Copie de meme

 

Elle a eu une longue vie. Plus de 101 ans d’une vie bien remplie.

L’administration la définissait comme Madame Veuve Charles H***, née Fernande B***.

Pour nous, elle n’avait pas de prénom. Elle était Mémère, elle était Mémé.

Notre Mémé aux cheveux courts et aux éternels tabliers bleus.

A M*** où elle a longtemps vécu, elle est restée la Mémé aux Baskets, la Mémé aux Adidas. Celle qui partait faire ses courses à pied à plusieurs kilomètres, son petit cabas sous le bras. Celle qui allait chercher au bord du chemin, dans les bois, des branches de lilas, du muguet, des châtaignes ou des champignons.

Celle qui jamais ne s’est éloignée à plus de quelques minutes d’un membre de sa famille.

Mémère H*** a fait souche. Six enfants, une quinzaine de petits-enfants et au moins autant d’arrière-petits-enfants. Une famille qui n’en finit pas de croitre et de s’étendre.

Etre à l’origine d’une telle descendance, c’était la plus grande fierté de cette orpheline.

Sa vie n’a pas toujours été facile, loin de là, mais elle en a affronté les difficultés, jour après jour. Combattive, résiliente, toujours digne.

Bien plus forte que ce que sa frêle apparence laissait deviner.

La première guerre lui a pris son père alors qu’elle n’avait déjà plus de mère.

Placée, exploitée, maltraitée, elle a connu la faim et le manque d’amour.

Ces blessures mal refermées seront ravivées à chaque conflit.

Elle a tremblé pour les siens lorsque la seconde guerre a vidé son garde-manger. Elle s’est sacrifiée pour que ses enfants trouvent un repas dans leur assiette. Elle a veillé avec un soin jaloux sur son tout petit, né à la fin du conflit, si chétif, si fragile. Elle a récité des neuvaines pour lui lorsque sa survie était menacée et fait une promesse au ciel dont elle assurait qu’elle l’avait tenue sans dire ce qu’elle était. C’était son secret, sa victoire sur la mort.

Elle a tremblé pour ses grands garçons quand l'Algérie grondait.

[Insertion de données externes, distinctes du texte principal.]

//! Achievement definitions.
//!
//! The shipped catalog is embedded at compile time; a replacement file can be
//! supplied through configuration.

use std::path::Path;

use super::{AchievementCatalog, CatalogError};

const BUILTIN_ACHIEVEMENTS: &str = include_str!("../../data/achievements.json");

/// The catalog shipped with the application.
pub fn builtin_catalog() -> Result<AchievementCatalog, CatalogError> {
    AchievementCatalog::from_json(BUILTIN_ACHIEVEMENTS)
}

/// Load the catalog from `path`, or fall back to the built-in one.
pub fn load_catalog(path: Option<&Path>) -> Result<AchievementCatalog, CatalogError> {
    match path {
        Some(path) => {
            let content = std::fs::read_to_string(path)?;
            let catalog = AchievementCatalog::from_json(&content)?;
            tracing::info!(
                "Loaded achievement catalog v{} ({} achievements) from {}",
                catalog.version,
                catalog.len(),
                path.display()
            );
            Ok(catalog)
        }
        None => builtin_catalog(),
    }
}
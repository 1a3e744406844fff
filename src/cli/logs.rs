//! Log commands

use anyhow::{bail, Context as _, Result};
use chrono::{DateTime, FixedOffset, NaiveDate, NaiveDateTime, NaiveTime, TimeZone, Utc};
use clap::Subcommand;

use classlog::catalog::MergedCatalog;
use classlog::stats::describe_logs;

use super::context::Context;

#[derive(Subcommand)]
pub enum LogCommand {
    /// Log a session
    Add {
        /// Class id
        #[arg(long)]
        class: String,
        /// Lesson id
        #[arg(long)]
        lesson: String,
        /// Session date as YYYY-MM-DD (defaults to today)
        #[arg(long)]
        date: Option<String>,
        /// Session time as HH:MM (defaults to now)
        #[arg(long)]
        time: Option<String>,
        /// Free-form note
        #[arg(long)]
        note: Option<String>,
    },

    /// List logged sessions, newest first
    List {
        /// Show at most this many entries
        #[arg(long)]
        limit: Option<usize>,
        /// Print as JSON
        #[arg(long)]
        json: bool,
    },

    /// Change a logged session
    Edit {
        id: String,
        #[arg(long)]
        class: Option<String>,
        #[arg(long)]
        lesson: Option<String>,
        #[arg(long)]
        date: Option<String>,
        #[arg(long)]
        time: Option<String>,
        /// Replace the note (empty string clears it)
        #[arg(long)]
        note: Option<String>,
    },

    /// Delete a logged session
    Delete { id: String },
}

pub fn run(ctx: &Context, command: LogCommand) -> Result<()> {
    match command {
        LogCommand::Add {
            class,
            lesson,
            date,
            time,
            note,
        } => {
            let catalog = ctx.classes().merged()?;
            ensure_known(&catalog, &class, &lesson)?;

            let now = Utc::now().with_timezone(&ctx.offset).naive_local();
            let when = compose(date.as_deref(), time.as_deref(), now)?;
            let stamp = to_rfc3339(when, &ctx.offset)?;

            let record = ctx
                .logs()
                .create(&class, &lesson, Some(stamp.clone()), Some(stamp), note)?;
            println!(
                "Logged {} / {} ({})",
                catalog.class_name(&class),
                catalog.lesson_name(&class, &lesson),
                record.id
            );
        }
        LogCommand::List { limit, json } => {
            let catalog = ctx.classes().merged()?;
            let mut logs = ctx.logs().list()?;
            if let Some(limit) = limit {
                logs.truncate(limit);
            }
            let entries = describe_logs(&logs, &catalog, &ctx.offset);

            if json {
                println!("{}", serde_json::to_string_pretty(&entries)?);
                return Ok(());
            }
            if entries.is_empty() {
                println!("No logs yet.");
                return Ok(());
            }
            for entry in entries {
                println!(
                    "{}  {}, {} {}  {} / {}",
                    entry.id, entry.weekday, entry.date, entry.time, entry.class_name, entry.lesson_name
                );
                if let Some(note) = &entry.note {
                    println!("    {}", note);
                }
            }
        }
        LogCommand::Edit {
            id,
            class,
            lesson,
            date,
            time,
            note,
        } => {
            let store = ctx.logs();
            let mut record = store
                .get(&id)?
                .with_context(|| format!("No log with id {id}"))?;

            if class.is_some() || lesson.is_some() {
                if let Some(class) = class {
                    record.class_id = class;
                }
                if let Some(lesson) = lesson {
                    record.lesson_id = lesson;
                }
                ensure_known(&ctx.classes().merged()?, &record.class_id, &record.lesson_id)?;
            }

            if date.is_some() || time.is_some() {
                let base = record
                    .local_date(&ctx.offset)
                    .unwrap_or_else(|| Utc::now().with_timezone(&ctx.offset).naive_local());
                let base = match record.local_time(&ctx.offset) {
                    Some(t) => base.date().and_time(t.time()),
                    None => base,
                };
                let stamp = to_rfc3339(compose(date.as_deref(), time.as_deref(), base)?, &ctx.offset)?;
                record.date = Some(stamp.clone());
                record.time = Some(stamp);
            }

            if let Some(note) = note {
                record.note = None;
                record = record.with_note(note);
            }

            store.update(&record)?;
            println!("Updated {}", record.id);
        }
        LogCommand::Delete { id } => {
            if ctx.logs().delete(&id)? {
                println!("Deleted {}", id);
            } else {
                println!("No log with id {}", id);
            }
        }
    }

    Ok(())
}

fn ensure_known(catalog: &MergedCatalog, class_id: &str, lesson_id: &str) -> Result<()> {
    let Some(class) = catalog.class(class_id) else {
        bail!("Unknown class: {class_id} (see `classlog class list`)");
    };
    if class.lesson(lesson_id).is_none() {
        bail!("Unknown lesson {lesson_id} in {}", class.name);
    }
    Ok(())
}

/// Replace the date and/or time of `base` with the given inputs.
fn compose(date: Option<&str>, time: Option<&str>, base: NaiveDateTime) -> Result<NaiveDateTime> {
    let day = match date {
        Some(raw) => NaiveDate::parse_from_str(raw.trim(), "%Y-%m-%d")
            .with_context(|| format!("Invalid date {raw:?}, expected YYYY-MM-DD"))?,
        None => base.date(),
    };
    let clock = match time {
        Some(raw) => parse_clock(raw).with_context(|| format!("Invalid time {raw:?}, expected HH:MM"))?,
        None => base.time(),
    };
    Ok(day.and_time(clock))
}

fn parse_clock(raw: &str) -> Option<NaiveTime> {
    let raw = raw.trim();
    NaiveTime::parse_from_str(raw, "%H:%M")
        .or_else(|_| NaiveTime::parse_from_str(raw, "%H:%M:%S"))
        .ok()
}

fn to_rfc3339(local: NaiveDateTime, offset: &FixedOffset) -> Result<String> {
    let stamp: DateTime<FixedOffset> = offset
        .from_local_datetime(&local)
        .single()
        .with_context(|| format!("{local} does not exist at offset {offset}"))?;
    Ok(stamp.to_rfc3339())
}
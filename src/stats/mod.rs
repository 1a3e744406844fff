//! Statistics over the log history.
//!
//! Provides chart-ready distributions and formatted log rows. Rendering is left
//! to the caller.

pub mod distribution;
pub mod entries;

pub use distribution::{
    class_distribution, lesson_distribution, palette_color, time_distribution,
    weekday_distribution, DistributionSlice, CHART_COLORS,
};
pub use entries::{describe_log, describe_logs, LogEntryView};
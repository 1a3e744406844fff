//! Unit tests for the level curve.

use classlog::progression::{level_cost, level_from_fractional_xp, level_from_xp, total_xp_for_level};

#[test]
fn test_zero_xp_is_level_one() {
    let state = level_from_xp(0);
    assert_eq!(state.level, 1);
    assert_eq!(state.progress_in_level, 0);
    assert_eq!(state.required_for_level, 10);
}

#[test]
fn test_one_hundred_twenty_xp() {
    // Levels 1-5 cost 10 + 15 + 20 + 25 + 30 = 100
    let state = level_from_xp(120);
    assert_eq!(state.level, 6);
    assert_eq!(state.progress_in_level, 20);
    assert_eq!(state.required_for_level, 35);
    assert_eq!(state.remaining(), 15);
}

#[test]
fn test_costs_grow_by_five() {
    assert_eq!(level_cost(1), 10);
    assert_eq!(level_cost(2), 15);
    assert_eq!(level_cost(10), 55);
    assert_eq!(total_xp_for_level(1), 0);
    assert_eq!(total_xp_for_level(6), 100);
}

#[test]
fn test_level_never_decreases_with_more_xp() {
    let mut previous = 1;
    for xp in (0..20_000).step_by(7) {
        let state = level_from_xp(xp);
        assert!(state.level >= previous);
        assert!(state.progress_in_level < state.required_for_level);
        previous = state.level;
    }
}

#[test]
fn test_invalid_inputs_clamp_to_zero() {
    let zero = level_from_xp(0);
    assert_eq!(level_from_xp(i64::MIN), zero);
    assert_eq!(level_from_fractional_xp(f64::NAN), zero);
    assert_eq!(level_from_fractional_xp(f64::NEG_INFINITY), zero);
    assert_eq!(level_from_fractional_xp(119.99).level, 5);
}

Des années plus tard elle évoquait encore avec de la colère dans la voix la folie des hommes qui les pousse à s’affronter sans respecter les peurs et les larmes des mères.

Elle a tremblé aussi pour ses petits-enfants quand le Moyen-Orient s’est embrasé.

Elle savait la grande fragilité de la vie.

Bien trop tôt elle a enterré son mari, enterré des enfants.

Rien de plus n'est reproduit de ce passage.